László Szekeres (July 4, 1921 – January 9, 2012) was a Hungarian professor at the Institute of Pharmacology and Therapeutics, Medical Faculty of the University of Szeged, Hungary. His research contributed to the development of cardiac drugs.

== Education ==

He graduated from high school in Győr and in 1949 he graduated at the Medical School of the University of Pécs. He worked as intern in the Institute of Pharmacology at the same university. His original plan was to become a clinical physician, but after graduation he decided to stay in the Institute of Pharmacology.

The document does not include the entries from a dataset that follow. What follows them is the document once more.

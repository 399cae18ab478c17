//! Stream registry implementation.
//!
//! The single source of truth for which streams exist. Every read and write
//! of the backing map goes through one `RwLock`; stream processor calls are
//! made only after that lock has been released.
//!
//! Processor notifications for one key are serialised through a per-key
//! runner lane. Each notification re-reads the registry once it holds the
//! lane and applies only what the registry still says, so a teardown that
//! finishes late cannot undo a later write to the same key.

use std::collections::{BTreeMap, HashMap};
use std::sync::Arc;

use tokio::sync::{Mutex, RwLock};
use tracing::{debug, info, instrument, warn};

use super::entry::{RegistryState, StreamEntry};
use crate::errors::ScError;
use crate::models::{RunnerState, RunnerStatus, StreamConfig, StreamInfo, StreamListing};
use crate::observability::metrics;
use crate::services::stream_processor::{ProcessorError, StreamProcessor};

type RunnerLane = Arc<Mutex<()>>;

/// Central registry for all configured streams.
pub struct StreamRegistry {
    /// Backing map and sequence counter.
    state: RwLock<RegistryState>,

    /// One lane per key with a processor notification in flight.
    runner_lanes: Mutex<HashMap<String, RunnerLane>>,

    /// Downstream collaborator that runs the streams.
    processor: Arc<dyn StreamProcessor>,
}

impl StreamRegistry {
    /// Create an empty registry that notifies `processor` of changes.
    pub fn new(processor: Arc<dyn StreamProcessor>) -> Self {
        Self {
            state: RwLock::new(RegistryState::default()),
            runner_lanes: Mutex::new(HashMap::new()),
            processor,
        }
    }

    /// Snapshot of every stream, ordered by key.
    pub async fn list(&self) -> BTreeMap<String, StreamListing> {
        self.state
            .read()
            .await
            .iter()
            .map(|(key, entry)| (key.clone(), entry.listing()))
            .collect()
    }

    /// Configuration stored under `key`.
    pub async fn get(&self, key: &str) -> Result<StreamConfig, ScError> {
        self.state
            .read()
            .await
            .get(key)
            .map(|entry| entry.config.clone())
            .ok_or_else(|| ScError::NotFound(key.to_string()))
    }

    /// Number of registered streams.
    pub async fn count(&self) -> usize {
        self.state.read().await.len()
    }

    pub async fn contains(&self, key: &str) -> bool {
        self.state.read().await.contains(key)
    }

    /// Unconditional insert-or-replace.
    ///
    /// Bypasses admission control; callers that must respect the capacity
    /// bound go through `AdmissionController::admit` instead.
    #[instrument(skip(self, config), fields(stream = %key))]
    pub async fn put(&self, key: &str, config: StreamConfig) -> Result<(), ScError> {
        let (revision, previous) = self
            .transact(|state| state.upsert(key, config.clone()))
            .await;

        self.start_runner(key, &config, revision, previous).await
    }

    /// Replace the configuration of an existing stream.
    ///
    /// Fails with `NotFound` if `key` is not registered. The stream keeps its
    /// admission position.
    #[instrument(skip(self, config), fields(stream = %key))]
    pub async fn edit(&self, key: &str, config: StreamConfig) -> Result<(), ScError> {
        let (revision, previous) = self
            .transact(|state| {
                if !state.contains(key) {
                    return Err(ScError::NotFound(key.to_string()));
                }
                Ok(state.upsert(key, config.clone()))
            })
            .await?;

        self.start_runner(key, &config, revision, previous).await
    }

    /// Remove `key` and tear down its runner.
    ///
    /// A teardown failure is returned to the caller but the removal stands.
    #[instrument(skip(self), fields(stream = %key))]
    pub async fn remove(&self, key: &str) -> Result<(), ScError> {
        self.transact(|state| state.take(key))
            .await
            .ok_or_else(|| ScError::NotFound(key.to_string()))?;

        info!(target: "sc.registry", stream = %key, "Stream removed");

        self.stop_runner(key).await
    }

    /// Restart the runner for `key` with its current configuration.
    ///
    /// The registry entry itself is unchanged apart from its touch order.
    #[instrument(skip(self), fields(stream = %key))]
    pub async fn reload(&self, key: &str) -> Result<(), ScError> {
        if !self.transact(|state| state.touch(key)).await {
            return Err(ScError::NotFound(key.to_string()));
        }

        let lane = self.lane(key).await;
        let result = {
            let _serialised = lane.lock().await;
            self.processor.restart(key).await
        };
        self.release_lane(key, lane).await;

        metrics::record_processor_call("restart", result.is_ok());
        result.map_err(ScError::from)
    }

    /// Registry entry for `key` combined with its runner status.
    ///
    /// A registered stream whose runner has not been started yet reports
    /// `RunnerState::Pending`.
    #[instrument(skip(self), fields(stream = %key))]
    pub async fn info(&self, key: &str) -> Result<StreamInfo, ScError> {
        let entry = self
            .state
            .read()
            .await
            .get(key)
            .cloned()
            .ok_or_else(|| ScError::NotFound(key.to_string()))?;

        let result = self.processor.info(key).await;
        metrics::record_processor_call("info", result.is_ok());
        let runner = match result {
            Ok(runner) => runner,
            Err(ProcessorError::RunnerNotFound(_)) => RunnerStatus {
                state: RunnerState::Pending,
                started_at: None,
                restarts: 0,
            },
            Err(err) => return Err(err.into()),
        };

        Ok(StreamInfo {
            key: key.to_string(),
            config: entry.config,
            admitted_at: entry.admitted_at,
            updated_at: entry.updated_at,
            runner,
        })
    }

    /// Run `f` against the backing map under the write lock.
    ///
    /// This is the only way to make a decision and act on it atomically
    /// (capacity check, victim selection and insert all happen inside `f`).
    /// `f` must not block.
    pub(crate) async fn transact<R>(&self, f: impl FnOnce(&mut RegistryState) -> R) -> R {
        let mut state = self.state.write().await;
        let result = f(&mut *state);
        metrics::set_registry_size(state.len());
        result
    }

    /// Start the runner for the write identified by `revision`.
    ///
    /// Skipped if the key has left the registry or a newer write has landed
    /// by the time the lane is free; whoever made that change owns the
    /// runner. On failure the write is undone and the processor is handed
    /// back the restored configuration.
    pub(crate) async fn start_runner(
        &self,
        key: &str,
        config: &StreamConfig,
        revision: u64,
        previous: Option<StreamEntry>,
    ) -> Result<(), ScError> {
        let lane = self.lane(key).await;
        let result = {
            let _serialised = lane.lock().await;
            self.apply_start(key, config, revision, previous).await
        };
        self.release_lane(key, lane).await;
        result
    }

    async fn apply_start(
        &self,
        key: &str,
        config: &StreamConfig,
        revision: u64,
        previous: Option<StreamEntry>,
    ) -> Result<(), ScError> {
        let current = self.state.read().await.get(key).map(|entry| entry.revision);
        match current {
            None => {
                debug!(target: "sc.registry", stream = %key, "Stream left the registry before its runner started");
                return Ok(());
            }
            Some(current) if current != revision => {
                debug!(target: "sc.registry", stream = %key, revision, current, "Superseded before runner started");
                return Ok(());
            }
            Some(_) => {}
        }

        let result = self.processor.start(key, config).await;
        metrics::record_processor_call("start", result.is_ok());

        let Err(err) = result else {
            return Ok(());
        };

        let restored = previous.as_ref().map(|entry| entry.config.clone());
        let reverted = self.withdraw(key, revision, previous).await;
        warn!(
            target: "sc.registry",
            stream = %key,
            error = %err,
            reverted,
            "Runner failed to start, write withdrawn"
        );

        // The restored entry may never have had its own runner started
        if let (true, Some(restored)) = (reverted, restored) {
            let resync = self.processor.start(key, &restored).await;
            metrics::record_processor_call("start", resync.is_ok());
            if let Err(resync_err) = resync {
                warn!(
                    target: "sc.registry",
                    stream = %key,
                    error = %resync_err,
                    "Restored configuration failed to start"
                );
            }
        }

        Err(err.into())
    }

    /// Tear down the runner for a key that has left the map.
    ///
    /// Skipped if the key is back in the registry by the time the lane is
    /// free; the write that re-added it owns the runner.
    pub(crate) async fn stop_runner(&self, key: &str) -> Result<(), ScError> {
        let lane = self.lane(key).await;
        let result = {
            let _serialised = lane.lock().await;
            if self.contains(key).await {
                debug!(target: "sc.registry", stream = %key, "Stream re-added before teardown, runner kept");
                Ok(())
            } else {
                let result = self.processor.stop(key).await;
                metrics::record_processor_call("stop", result.is_ok());
                result.map_err(ScError::from)
            }
        };
        self.release_lane(key, lane).await;
        result
    }

    /// Undo the write identified by `revision`. See `RegistryState::revert`.
    pub(crate) async fn withdraw(
        &self,
        key: &str,
        revision: u64,
        previous: Option<StreamEntry>,
    ) -> bool {
        self.transact(|state| state.revert(key, revision, previous))
            .await
    }

    async fn lane(&self, key: &str) -> RunnerLane {
        self.runner_lanes
            .lock()
            .await
            .entry(key.to_string())
            .or_default()
            .clone()
    }

    /// Drop the lane for `key` once nobody else holds it.
    async fn release_lane(&self, key: &str, lane: RunnerLane) {
        let mut lanes = self.runner_lanes.lock().await;
        // Clones are only made under this lock: the map's copy plus ours
        if Arc::strong_count(&lane) == 2 {
            lanes.remove(key);
        }
    }
}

In 1959 and 1960 he did a few months postgraduate work in Moscow and Leningrad (now St. Petersburg) in the Pharmacological Institutes of the USSR Academy of Medical Sciences. In 1960-61 he completed a Riker fellowship at the Department of Pharmacology of the University of Oxford. In 1963 he spent two months in the "Istituto Superiore di Sanitá" in Rome to study methods concerning cerebral circulation with the Nobel-prize laureate Professor Bovet. In 1982 he studied at the National Institute of Health and at the Food and Drug Administration in Washington, DC.

== Work ==
He researched cardiac metabolic changes due to hypoxia, ischaemia, hypothermia and cardiovascular drugs. He became interested in experimental cardiac arrhythmia and antiarrhythmic drugs, area rather unexplored at that time. Worked with E. M. Vaughan Williams comparing the electrophysiological actions of different antiarrhythmic drugs. The result of their cooperation formed the basis of 'Vaughan Williams Classification' of antiarrhythmic drugs. Returning home he developed new models for the assessment of antiarrhythmic action, which were soon widely applied. He also studied the electrophysiologic changes due to drugs, ischemia or heart failure. The results and data on experimental cardiac arrhythmias and antiarrhythmic drugs were summarized with his co-authorship in the first comprehensive monograph written on this topic.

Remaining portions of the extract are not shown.